Judah Leon Templo lived on Vlooienburg, Menasseh Ben Israel, Baruch Spinoza and family lived at Houtgracht opposite the island. Rembrandt settled for a while in a former sugar refinery but moved in 1639 to Jodenbreestraat. After a year of plague Daniel Stalpaert became the architect of orphanage along the waterfront; the timber traders disappeared. After the first wave of Sephardim immigration, many Ashkenazi from Central and Eastern Europe settled there.

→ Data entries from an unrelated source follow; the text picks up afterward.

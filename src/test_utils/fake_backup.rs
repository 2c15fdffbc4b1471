use std::collections::HashMap;
use std::sync::atomic::AtomicUsize;
use std::sync::atomic::Ordering;

use async_trait::async_trait;
use parking_lot::Mutex;

use crate::BackupSnapshot;
use crate::BackupStore;
use crate::NamespaceFormat;

/// In-memory [`BackupStore`] recording every save
#[derive(Debug, Default)]
pub struct MemoryBackupStore {
    snapshots: Mutex<HashMap<String, BackupSnapshot>>,
    saves: AtomicUsize,
}

impl MemoryBackupStore {
    pub fn new() -> Self {
        Self::default()
    }

    pub fn with_snapshot(
        self,
        namespace: &str,
        snapshot: BackupSnapshot,
    ) -> Self {
        self.snapshots.lock().insert(namespace.to_string(), snapshot);
        self
    }

    pub fn snapshot(
        &self,
        namespace: &str,
    ) -> Option<BackupSnapshot> {
        self.snapshots.lock().get(namespace).cloned()
    }

    pub fn save_count(&self) -> usize {
        self.saves.load(Ordering::SeqCst)
    }
}

#[async_trait]
impl BackupStore for MemoryBackupStore {
    async fn load(
        &self,
        namespace: &str,
        _format: NamespaceFormat,
    ) -> Option<BackupSnapshot> {
        self.snapshot(namespace)
    }

    async fn save(
        &self,
        namespace: &str,
        _format: NamespaceFormat,
        snapshot: &BackupSnapshot,
    ) {
        self.saves.fetch_add(1, Ordering::SeqCst);
        self.snapshots.lock().insert(namespace.to_string(), snapshot.clone());
    }
}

For many years it was the location of a covered ballgame or tennis court, and a fish-market at the waterfront. Around 1840 Coster Diamonds was established on the island. In 1874 and 1882, the Houtgracht and Leprozengracht were filled in, meaning that Vlooienburg was no longer an island. The Waterlooplein was designed in the resulting space. The Blauwbrug dates from 1884.

After the Shoah, there was hardly anyone left to return to the homes. Vlooienburg and the adjacent islands of Uilenburg and Rapenburg are synonymous with poor houses, large families, poor hygiene and dilapidation. The badly dilapidated houses of Vlooienburg were demolished and nothing remained of the Jewish quarter. In 1982, construction of the Stopera began, the combined city hall and Opera building that stood on the site of the demolished blocks and was finished in 1986.